人牙冠及根部牙本质内基质金属蛋白酶8,20的测定及分析

朱梓园,周 恬,张保卫   

  1. 上海交通大学医学院附属第九人民医院口腔修复科,上海市口腔医学重点实验室,上海市 200011
  • 收稿日期:2011-12-01 修回日期:2012-01-13 出版日期:2012-06-10 发布日期:2013-11-05
  • 通讯作者: 张保卫,主任医师,上海交通大学医学院附属第九人民医院口腔修复科,上海市口腔医学重点实验室,上海市 200011 baoweizhang18@msn.com
  • 作者简介:朱梓园☆,女,1975年生,上海市人,汉族,2005年上海第二医科大学毕业,博士,主治医师,主要从事口腔生物材料研究。 yuan1588@hotmail.com
  • 基金资助:

    上海市科学技术委员会资助项目(08DZ2271100);上海市重点(特色)学科建设项目(T0202)

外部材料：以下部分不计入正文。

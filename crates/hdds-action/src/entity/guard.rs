// SPDX-License-Identifier: Apache-2.0 OR MIT
// Copyright (c) 2025-2026 naskel.com

use super::{next_entity_id, EntityId, EntityKind, Membership, WaitEntity};
use std::sync::atomic::{AtomicBool, Ordering};

/// GuardCondition - application-triggered wake primitive.
///
/// Used to interrupt a blocked wait from another thread (shutdown, new
/// entities, cross-thread events) independently of data availability.
/// The trigger stays set until taken, so a trigger raised while no wait is
/// in progress is reported by the next one.
#[derive(Debug)]
pub struct GuardCondition {
    id: EntityId,
    triggered: AtomicBool,
    membership: Membership,
}

impl GuardCondition {
    #[must_use]
    pub fn new() -> Self {
        Self {
            id: next_entity_id(),
            triggered: AtomicBool::new(false),
            membership: Membership::new(),
        }
    }

    /// Set the trigger and wake the owning waitset.
    pub fn trigger(&self) {
        self.triggered.store(true, Ordering::Release);
        self.membership.notify();
    }

    #[must_use]
    pub fn get_trigger_value(&self) -> bool {
        self.triggered.load(Ordering::Acquire)
    }
}

impl Default for GuardCondition {
    fn default() -> Self {
        Self::new()
    }
}

impl WaitEntity for GuardCondition {
    fn entity_id(&self) -> EntityId {
        self.id
    }

    fn kind(&self) -> EntityKind {
        EntityKind::GuardCondition
    }

    fn is_ready(&self) -> bool {
        self.get_trigger_value()
    }

    fn take(&self) -> bool {
        self.triggered.swap(false, Ordering::AcqRel)
    }

    fn membership(&self) -> &Membership {
        &self.membership
    }
}
// SPDX-License-Identifier: Apache-2.0 OR MIT
// Copyright (c) 2025-2026 naskel.com

//! Single-threaded reference executor.
//!
//! Each cycle rebuilds a [`WaitSet`] sized from the registered waitables,
//! blocks once, then runs `update` on every waitable before executing the
//! ready ones. An interrupt guard condition is part of every cycle so
//! [`Executor::wake`] and [`Executor::shutdown`] reach a blocked wait from
//! any thread. Thread-pool policy is left to callers: run several
//! executors, each on its own thread, if parallel dispatch is needed.

use crate::config::{ExecutorOptions, SPIN_INITIAL_BACKOFF_MS, SPIN_MAX_RETRIES};
use crate::entity::{EntityKind, GuardCondition, WaitEntity};
use crate::error::Result;
use crate::waitable::Waitable;
use crate::waitset::{WaitSet, WaitSetCapacity};
use parking_lot::Mutex;
use std::sync::atomic::{AtomicBool, Ordering};
use std::sync::Arc;
use std::thread;
use std::time::Duration;

pub struct Executor {
    waitables: Mutex<Vec<Arc<dyn Waitable>>>,
    interrupt: Arc<GuardCondition>,
    shutdown: AtomicBool,
    options: ExecutorOptions,
}

impl Default for Executor {
    fn default() -> Self {
        Self::with_options(ExecutorOptions::default())
    }
}

impl Executor {
    #[must_use]
    pub fn new() -> Self {
        Self::default()
    }

    #[must_use]
    pub fn with_options(options: ExecutorOptions) -> Self {
        Self {
            waitables: Mutex::new(Vec::new()),
            interrupt: Arc::new(GuardCondition::new()),
            shutdown: AtomicBool::new(false),
            options,
        }
    }

    /// Register a waitable. A blocked cycle is woken so it picks it up.
    pub fn add_waitable(&self, waitable: Arc<dyn Waitable>) {
        self.waitables.lock().push(waitable);
        self.wake();
    }

    /// Unregister a waitable by identity.
    pub fn remove_waitable(&self, waitable: &Arc<dyn Waitable>) -> bool {
        let removed = {
            let mut waitables = self.waitables.lock();
            let before = waitables.len();
            waitables.retain(|w| !Arc::ptr_eq(w, waitable));
            waitables.len() != before
        };
        if removed {
            self.wake();
        }
        removed
    }

    #[must_use]
    pub fn len(&self) -> usize {
        self.waitables.lock().len()
    }

    #[must_use]
    pub fn is_empty(&self) -> bool {
        self.waitables.lock().is_empty()
    }

    /// Interrupt the current (or next) wait.
    pub fn wake(&self) {
        self.interrupt.trigger();
    }

    /// Stop [`spin`](Self::spin) after the current cycle.
    pub fn shutdown(&self) {
        self.shutdown.store(true, Ordering::Release);
        self.wake();
    }

    #[must_use]
    pub fn is_shutdown(&self) -> bool {
        self.shutdown.load(Ordering::Acquire)
    }

    /// Run one add -> wait -> update -> execute cycle.
    ///
    /// Returns how many waitables executed. Every ready waitable runs even
    /// when an earlier one fails; the first failure is returned. Not
    /// reentrant: a concurrent call on the same executor fails with
    /// `AlreadyRegistered`.
    pub fn spin_once(&self, timeout: Option<Duration>) -> Result<usize> {
        let waitables = self.waitables.lock().clone();
        let capacity =
            WaitSetCapacity::for_waitables(&waitables).with(EntityKind::GuardCondition, 1);

        let mut wait_set = WaitSet::new(capacity);
        wait_set.add(self.interrupt.clone())?;
        for waitable in waitables {
            wait_set.add_waitable(waitable)?;
        }

        let timeout = match (timeout, self.options.wait_timeout) {
            (Some(a), Some(b)) => Some(a.min(b)),
            (a, b) => a.or(b),
        };
        let result = wait_set.wait(timeout)?;
        if result.contains(self.interrupt.entity_id()) {
            self.interrupt.take();
        }

        for waitable in wait_set.waitables() {
            waitable.update(&wait_set);
        }

        let mut executed = 0;
        let mut first_error = None;
        for waitable in wait_set.waitables().iter().filter(|w| w.is_ready()) {
            executed += 1;
            if let Err(e) = waitable.execute() {
                log::error!("[executor] waitable failed: {}", e);
                if first_error.is_none() {
                    first_error = Some(e);
                }
            }
        }

        log::trace!("[executor] cycle executed={}", executed);
        first_error.map_or(Ok(executed), Err)
    }

    /// Cycle until [`shutdown`](Self::shutdown). Execution failures are
    /// logged and do not stop the loop.
    ///
    /// Waitset build failures (`CapacityExceeded`, `AlreadyRegistered`) are
    /// retried with exponential backoff: 10ms, 20ms, 40ms, ... After
    /// [`SPIN_MAX_RETRIES`] consecutive failures the error is returned.
    pub fn spin(&self) -> Result<()> {
        let initial_backoff = Duration::from_millis(SPIN_INITIAL_BACKOFF_MS);
        let mut backoff = initial_backoff;
        let mut retries: u8 = 0;

        while !self.is_shutdown() {
            match self.spin_once(None) {
                Ok(_) => {
                    retries = 0;
                    backoff = initial_backoff;
                }
                Err(e) if e.is_recoverable() => {
                    retries += 1;
                    if retries > SPIN_MAX_RETRIES {
                        log::error!(
                            "[executor] giving up after {} retries: {}",
                            SPIN_MAX_RETRIES,
                            e
                        );
                        return Err(e);
                    }
                    log::warn!(
                        "[executor] rebuilding in {:?} (retry {}/{}): {}",
                        backoff,
                        retries,
                        SPIN_MAX_RETRIES,
                        e
                    );
                    thread::sleep(backoff);
                    backoff *= 2;
                }
                Err(e) => {
                    retries = 0;
                    backoff = initial_backoff;
                    log::debug!("[executor] cycle error: {}", e);
                }
            }
        }
        log::debug!("[executor] shutdown");
        Ok(())
    }
}

#[cfg(test)]
mod tests {
    use super::*;
    use crate::entity::EntityHandle;
    use crate::error::Error;
    use crate::waitable::EntityWaitable;
    use std::sync::atomic::AtomicUsize;

    fn counter_waitable(handle: &Arc<EntityHandle>, hits: &Arc<AtomicUsize>) -> Arc<dyn Waitable> {
        let hits = hits.clone();
        Arc::new(
            EntityWaitable::subscription(handle.clone(), move || {
                hits.fetch_add(1, Ordering::SeqCst);
                Ok(())
            })
            .expect("subscription"),
        )
    }

    #[test]
    fn spin_once_executes_ready_waitables() {
        let executor = Executor::new();
        let handle = Arc::new(EntityHandle::subscription());
        let hits = Arc::new(AtomicUsize::new(0));
        executor.add_waitable(counter_waitable(&handle, &hits));

        // The add itself woke the interrupt guard.
        assert_eq!(executor.spin_once(Some(Duration::ZERO)).expect("cycle"), 0);

        handle.mark_ready();
        assert_eq!(executor.spin_once(Some(Duration::from_millis(100))).expect("cycle"), 1);
        assert_eq!(hits.load(Ordering::SeqCst), 1);
        assert_eq!(handle.pending(), 0);
    }

    #[test]
    fn spin_once_times_out_idle() {
        let executor = Executor::new();
        assert_eq!(executor.spin_once(Some(Duration::from_millis(10))).expect("cycle"), 0);
    }

    #[test]
    fn failing_waitable_does_not_starve_others() {
        let executor = Executor::new();
        let bad = Arc::new(EntityHandle::subscription());
        let good = Arc::new(EntityHandle::subscription());
        let hits = Arc::new(AtomicUsize::new(0));

        executor.add_waitable(Arc::new(
            EntityWaitable::subscription(bad.clone(), || {
                Err(Error::InvalidArgument("bad".to_string()))
            })
            .expect("subscription"),
        ));
        executor.add_waitable(counter_waitable(&good, &hits));

        bad.mark_ready();
        good.mark_ready();
        let err = executor
            .spin_once(Some(Duration::from_millis(100)))
            .expect_err("first error surfaces");
        assert!(matches!(err, Error::InvalidArgument(_)));
        assert_eq!(hits.load(Ordering::SeqCst), 1);
    }

    #[test]
    fn remove_waitable_by_identity() {
        let executor = Executor::new();
        let handle = Arc::new(EntityHandle::subscription());
        let hits = Arc::new(AtomicUsize::new(0));
        let waitable = counter_waitable(&handle, &hits);

        executor.add_waitable(waitable.clone());
        assert_eq!(executor.len(), 1);
        assert!(executor.remove_waitable(&waitable));
        assert!(!executor.remove_waitable(&waitable));
        assert!(executor.is_empty());
    }

    #[test]
    fn shutdown_stops_spin_from_other_thread() {
        let executor = Arc::new(Executor::new());
        let spinner = {
            let executor = executor.clone();
            thread::spawn(move || executor.spin())
        };

        thread::sleep(Duration::from_millis(20));
        executor.shutdown();
        spinner
            .join()
            .expect("spinner thread")
            .expect("spin returns cleanly");
        assert!(executor.is_shutdown());
    }

    #[test]
    fn spin_gives_up_on_persistent_registration_failure() {
        let guard = Arc::new(GuardCondition::new());
        let capacity = WaitSetCapacity::new().with(EntityKind::GuardCondition, 1);
        let mut foreign = WaitSet::new(capacity);
        foreign.add(guard.clone()).expect("held by another waitset");

        let executor = Executor::new();
        executor.add_waitable(Arc::new(EntityWaitable::guard_condition(guard, || Ok(()))));

        let start = std::time::Instant::now();
        let err = executor.spin().expect_err("registration keeps failing");
        assert!(matches!(
            err,
            Error::AlreadyRegistered { wait_set_id, .. } if wait_set_id == foreign.id()
        ));

        // Backoff sum for the allowed retries: 10 + 20 + 40 + 80 + 160 ms.
        assert!(start.elapsed() >= Duration::from_millis(300));
        assert!(!executor.is_shutdown());
    }

    #[test]
    fn options_cap_the_wait() {
        let executor = Executor::with_options(ExecutorOptions {
            wait_timeout: Some(Duration::from_millis(5)),
        });
        let start = std::time::Instant::now();
        executor.spin_once(None).expect("cycle");
        assert!(start.elapsed() < Duration::from_secs(5));
    }
}
// SPDX-License-Identifier: Apache-2.0 OR MIT
// Copyright (c) 2025-2026 naskel.com

use super::goal_handle::GoalObserver;
use super::*;
use crate::error::{Error, Result};
use parking_lot::Mutex;
use std::sync::{Arc, Weak};
use std::time::{Duration, SystemTime};

struct Fib;

impl ActionType for Fib {
    type Goal = u32;
    type Result = Vec<u64>;
    type Feedback = u64;

    fn type_name() -> &'static str {
        "test/action/Fib"
    }
}

#[derive(Default)]
struct Recorder {
    transitions: Mutex<Vec<GoalStatus>>,
    terminals: Mutex<Vec<(GoalStatus, Vec<RequestId>)>>,
    feedback: Mutex<Vec<u64>>,
}

impl GoalObserver<Fib> for Recorder {
    fn on_transition(&self, _goal_id: GoalId, status: GoalStatus) -> Result<()> {
        self.transitions.lock().push(status);
        Ok(())
    }

    fn on_terminal(&self, handle: &GoalHandle<Fib>, waiting: Vec<RequestId>) -> Result<()> {
        self.terminals.lock().push((handle.status(), waiting));
        Ok(())
    }

    fn on_feedback(&self, _goal_id: GoalId, feedback: u64) -> Result<()> {
        self.feedback.lock().push(feedback);
        Ok(())
    }
}

fn handle_with(recorder: &Arc<Recorder>) -> GoalHandle<Fib> {
    let recorder_weak = Arc::downgrade(recorder);
    let observer: Weak<dyn GoalObserver<Fib>> = recorder_weak;
    let info = GoalInfo {
        goal_id: GoalId::from_u128(42),
        stamp: SystemTime::now(),
    };
    GoalHandle::new(info, 5, observer)
}

#[test]
fn goal_id_displays_as_hex() {
    let id = GoalId::from_u128(0x0102);
    let text = id.to_string();
    assert_eq!(text.len(), 32);
    assert!(text.ends_with("0102"));
    assert_eq!(format!("{id:?}"), format!("GoalId({text})"));
}

#[test]
fn status_numbering_matches_action_msgs() {
    assert_eq!(GoalStatus::Unknown.as_i8(), 0);
    assert_eq!(GoalStatus::Canceling.as_i8(), 3);
    assert_eq!(GoalStatus::Aborted.as_i8(), 6);
    assert_eq!(GoalStatus::from_i8(5), Some(GoalStatus::Canceled));
    assert_eq!(GoalStatus::from_i8(7), None);
    assert!(GoalStatus::Succeeded.is_terminal());
    assert!(!GoalStatus::Canceling.is_terminal());
    assert_eq!(CancelReturnCode::GoalTerminated as i8, 3);
}

#[test]
fn cancel_request_targets() {
    let t0 = SystemTime::now();
    let early = GoalInfo {
        goal_id: GoalId::from_u128(1),
        stamp: t0,
    };
    let late = GoalInfo {
        goal_id: GoalId::from_u128(2),
        stamp: t0 + Duration::from_secs(10),
    };

    assert!(CancelRequest::all().matches(&early));
    assert!(CancelRequest::goal(late.goal_id).matches(&late));
    assert!(!CancelRequest::goal(late.goal_id).matches(&early));

    let by_time = CancelRequest::before(t0 + Duration::from_secs(1));
    assert!(by_time.matches(&early));
    assert!(!by_time.matches(&late));

    let union = CancelRequest {
        goal_id: Some(late.goal_id),
        before: Some(t0),
    };
    assert!(union.matches(&early));
    assert!(union.matches(&late));
}

#[test]
fn happy_path_notifies_observer() {
    let recorder = Arc::new(Recorder::default());
    let handle = handle_with(&recorder);
    assert_eq!(handle.status(), GoalStatus::Accepted);
    assert_eq!(*handle.goal(), 5);

    handle.execute().expect("execute");
    handle.publish_feedback(1).expect("feedback");
    handle.succeed(vec![0, 1, 1, 2, 3]).expect("succeed");

    assert_eq!(*recorder.transitions.lock(), vec![GoalStatus::Executing]);
    assert_eq!(*recorder.feedback.lock(), vec![1]);
    assert_eq!(recorder.terminals.lock().len(), 1);
    assert_eq!(handle.result(), Some(vec![0, 1, 1, 2, 3]));
    assert!(handle.terminal_at().is_some());
}

#[test]
fn execute_only_from_accepted() {
    let recorder = Arc::new(Recorder::default());
    let handle = handle_with(&recorder);
    handle.execute().expect("first");

    let err = handle.execute().expect_err("second execute");
    assert!(matches!(
        err,
        Error::InvalidTransition {
            from: GoalStatus::Executing,
            to: GoalStatus::Executing,
            ..
        }
    ));
}

#[test]
fn terminal_requires_execution() {
    let recorder = Arc::new(Recorder::default());
    let handle = handle_with(&recorder);
    let err = handle.succeed(vec![]).expect_err("not executing yet");
    assert!(matches!(
        err,
        Error::InvalidTransition {
            from: GoalStatus::Accepted,
            to: GoalStatus::Succeeded,
            ..
        }
    ));
    assert_eq!(handle.status(), GoalStatus::Accepted);
}

#[test]
fn second_terminal_fails_and_keeps_state() {
    let recorder = Arc::new(Recorder::default());
    let handle = handle_with(&recorder);
    handle.execute().expect("execute");
    handle.abort(vec![7]).expect("abort");

    let err = handle.succeed(vec![8]).expect_err("already terminal");
    assert!(matches!(
        err,
        Error::AlreadyTerminal {
            status: GoalStatus::Aborted,
            ..
        }
    ));
    assert_eq!(handle.status(), GoalStatus::Aborted);
    assert_eq!(handle.result(), Some(vec![7]));
    assert!(matches!(
        handle.publish_feedback(9),
        Err(Error::AlreadyTerminal { .. })
    ));
}

#[test]
fn cancel_is_idempotent_and_cooperative() {
    let recorder = Arc::new(Recorder::default());
    let handle = handle_with(&recorder);

    assert!(handle.mark_canceling());
    assert!(handle.mark_canceling());
    assert_eq!(handle.status(), GoalStatus::Canceling);
    assert!(handle.is_cancel_requested());
    assert!(handle.is_active());

    handle.canceled(vec![]).expect("canceled");
    assert!(!handle.mark_canceling());
    assert_eq!(handle.status(), GoalStatus::Canceled);
    assert!(handle.is_cancel_requested());
}

#[test]
fn canceling_is_never_observed_without_cancel_flag() {
    for _ in 0..200 {
        let recorder = Arc::new(Recorder::default());
        let handle = Arc::new(handle_with(&recorder));
        handle.execute().expect("execute");

        let watcher = {
            let handle = handle.clone();
            std::thread::spawn(move || loop {
                if handle.is_canceling() {
                    return handle.is_cancel_requested();
                }
                std::hint::spin_loop();
            })
        };

        assert!(handle.mark_canceling());
        assert!(watcher.join().expect("watcher thread"));
    }
}

#[test]
fn result_requests_park_until_terminal() {
    let recorder = Arc::new(Recorder::default());
    let handle = handle_with(&recorder);
    handle.execute().expect("execute");

    assert!(handle.result_or_enqueue(RequestId(1)).is_none());
    assert!(handle.result_or_enqueue(RequestId(2)).is_none());
    handle.succeed(vec![1]).expect("succeed");

    let terminals = recorder.terminals.lock();
    assert_eq!(terminals[0].0, GoalStatus::Succeeded);
    assert_eq!(terminals[0].1, vec![RequestId(1), RequestId(2)]);
    drop(terminals);

    let reply = handle.result_or_enqueue(RequestId(3)).expect("terminal reply");
    assert_eq!(reply.status, GoalStatus::Succeeded);
    assert_eq!(reply.result, Some(vec![1]));
}

#[test]
fn handle_outlives_observer() {
    let recorder = Arc::new(Recorder::default());
    let handle = handle_with(&recorder);
    drop(recorder);

    handle.execute().expect("execute without observer");
    handle.publish_feedback(3).expect("feedback dropped silently");
    handle.succeed(vec![]).expect("succeed without observer");
}

fn accept_all_server(transport: &Arc<IntraProcessTransport<Fib>>) -> ActionServer<Fib> {
    ActionServer::<Fib>::builder("fib")
        .on_goal(|_, order| {
            if *order > 0 {
                GoalResponse::Accept
            } else {
                GoalResponse::Reject
            }
        })
        .on_cancel(|_| CancelResponse::Accept)
        .on_accepted(|_| {})
        .build(transport.clone())
        .expect("server")
}

#[test]
fn builder_requires_callbacks() {
    let transport = Arc::new(IntraProcessTransport::<Fib>::new());
    let err = ActionServer::<Fib>::builder("fib")
        .on_goal(|_, _| GoalResponse::Accept)
        .build(transport)
        .expect_err("missing callbacks");
    assert!(matches!(err, Error::InvalidArgument(_)));
}

#[test]
fn rejected_goal_creates_no_handle() {
    let transport = Arc::new(IntraProcessTransport::<Fib>::new());
    let server = accept_all_server(&transport);
    let goal_id = GoalId::from_u128(9);

    server
        .handle_goal_request(RequestId(1), GoalRequest { goal_id, goal: 0 })
        .expect("dispatch");

    assert!(!transport.goal_reply(RequestId(1)).expect("reply").accepted);
    assert!(server.goal_handle(goal_id).is_none());
    assert!(transport.status_history().is_empty());
}

#[test]
fn cancel_return_codes() {
    let transport = Arc::new(IntraProcessTransport::<Fib>::new());
    let server = ActionServer::<Fib>::builder("fib")
        .on_goal(|_, _| GoalResponse::Accept)
        .on_cancel(|_| CancelResponse::Reject)
        .on_accepted(|_| {})
        .build(transport.clone())
        .expect("server");

    let unknown = server.process_cancel(&CancelRequest::goal(GoalId::from_u128(77)));
    assert_eq!(unknown.return_code, CancelReturnCode::UnknownGoalId);

    let goal_id = GoalId::from_u128(1);
    server
        .handle_goal_request(RequestId(1), GoalRequest { goal_id, goal: 3 })
        .expect("accept");
    let rejected = server.process_cancel(&CancelRequest::goal(goal_id));
    assert_eq!(rejected.return_code, CancelReturnCode::Rejected);
    assert!(rejected.goals_canceling.is_empty());

    let handle = server.goal_handle(goal_id).expect("handle");
    handle.execute().expect("execute");
    handle.abort(vec![]).expect("abort");
    let terminated = server.process_cancel(&CancelRequest::goal(goal_id));
    assert_eq!(terminated.return_code, CancelReturnCode::GoalTerminated);

    let empty = server.process_cancel(&CancelRequest::all());
    assert_eq!(empty.return_code, CancelReturnCode::Rejected);
}

#[test]
fn cancel_dispatch_publishes_once_per_batch() {
    let transport = Arc::new(IntraProcessTransport::<Fib>::new());
    let server = accept_all_server(&transport);
    let ids = [GoalId::from_u128(1), GoalId::from_u128(2)];
    for (n, goal_id) in ids.into_iter().enumerate() {
        server
            .handle_goal_request(RequestId(n as u64), GoalRequest { goal_id, goal: 1 })
            .expect("accept");
    }
    let published_before = transport.status_history().len();

    server
        .handle_cancel_request(RequestId(10), CancelRequest::all())
        .expect("cancel");

    let reply = transport.cancel_reply(RequestId(10)).expect("reply");
    assert_eq!(reply.goals_canceling.len(), 2);
    assert_eq!(transport.status_history().len(), published_before + 1);
    let latest = transport.latest_status().expect("status");
    for goal_id in ids {
        assert_eq!(latest.status_of(goal_id), Some(GoalStatus::Canceling));
    }

    // Nothing newly canceling: reply only, no publication.
    server
        .handle_cancel_request(RequestId(11), CancelRequest::goal(GoalId::from_u128(99)))
        .expect("cancel unknown");
    assert_eq!(transport.status_history().len(), published_before + 1);
}

#[test]
fn status_array_is_ordered_by_stamp() {
    let transport = Arc::new(IntraProcessTransport::<Fib>::new());
    let server = accept_all_server(&transport);
    let ids: Vec<GoalId> = (1..=3).map(GoalId::from_u128).collect();

    for (n, goal_id) in ids.iter().rev().enumerate() {
        server
            .handle_goal_request(
                RequestId(n as u64),
                GoalRequest {
                    goal_id: *goal_id,
                    goal: 1,
                },
            )
            .expect("accept");
    }

    let array = server.status_array();
    assert_eq!(array.len(), 3);
    let stamps: Vec<SystemTime> = array.status_list.iter().map(|e| e.info.stamp).collect();
    assert!(stamps.windows(2).all(|w| w[0] <= w[1]));
    assert_eq!(server.active_goal_count(), 3);
    assert_eq!(server.goal_ids().len(), 3);
    assert_eq!(transport.latest_status(), Some(array));
}

#[test]
fn expiry_with_zero_timeout_drops_terminal_goals() {
    let transport = Arc::new(IntraProcessTransport::<Fib>::new());
    let server = ActionServer::<Fib>::builder("fib")
        .on_goal(|_, _| GoalResponse::Accept)
        .on_cancel(|_| CancelResponse::Accept)
        .on_accepted(|_| {})
        .options(crate::config::ActionServerOptions::default().with_result_timeout(Duration::ZERO))
        .build(transport.clone())
        .expect("server");

    let done = GoalId::from_u128(1);
    let running = GoalId::from_u128(2);
    for (n, goal_id) in [done, running].into_iter().enumerate() {
        server
            .handle_goal_request(RequestId(n as u64), GoalRequest { goal_id, goal: 1 })
            .expect("accept");
    }
    let handle = server.goal_handle(done).expect("handle");
    handle.execute().expect("execute");
    handle.succeed(vec![1]).expect("succeed");

    assert_eq!(server.expire_goals().expect("expire"), 1);
    assert!(server.goal_handle(done).is_none());
    assert!(server.goal_handle(running).is_some());
    assert_eq!(
        transport.latest_status().expect("status").status_of(done),
        None
    );
    assert_eq!(server.expire_goals().expect("expire"), 0);
}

Characterization and analysis of matrix metalloproteinases 8 and 20 in the human crown and root dentin

Zhu Zi-yuan, Zhou Tian, Zhang Bao-wei   

  1. Department of Prosthodontics, Shanghai Key Laboratory of Stomatology, College of Stomatology, the Ninth People’s Hospital, School of Medicine, Shanghai Jiao Tong University, Shanghai 200011, China
  • Received:2011-12-01 Revised:2012-01-13 Online:2012-06-10 Published:2013-11-05
  • Contact: Zhang Bao-wei, Chief physician, Department of Prosthodontics, Shanghai Key Laboratory of Stomatology, College of Stomatology, the Ninth People’s Hospital, School of Medicine, Shanghai Jiao Tong University, Shanghai 200011, China baoweizhang18@msn.com
  • About author:Zhu Zi-yuan☆, Doctor, Attending physician, Department of Prosthodontics, Shanghai Key Laboratory of Stomatology, College of Stomatology, the Ninth People’s Hospital, School of Medicine, Shanghai Jiao Tong University, Shanghai 200011, China yuan1588@hotmail.com

摘要:

背景:基质金属蛋白酶被激活后可降解细胞外基质,其对牙本质胶原的破坏对于牙周病、牙本质龋病、牙髓炎的进展及牙本质黏结的失败有重要影响。
目的:检测冠根部牙本质内基质金属蛋白酶的含量及其分布特点。
方法:牙本质粉经盐酸胍提取,然后经EDTA循环脱矿,再经盐酸胍提取。采用免疫印迹与免疫酶联吸附反应检测提取物中基质金属蛋白酶8,20的含量,对比二者在牙冠部和牙根部内的分布特点。
结果与结论:免疫印迹结果及免疫酶联吸附检测结果均显示,提取物中含有基质金属蛋白酶8,20。未矿化牙本质提取蛋白G1中基质金属蛋白酶8,20含量较低,EDTA反复提取矿化牙本质蛋白E1中含量较高,脱矿后提取蛋白G2中2种基质金属蛋白酶的含量最低。基质金属蛋白酶8,20在牙冠和牙根部表达量基本类似。提示冠根部牙本质中含有基质金属蛋白酶8,20,它们大多存在于矿化牙本质中,其在牙根和牙冠中的含量基本类似。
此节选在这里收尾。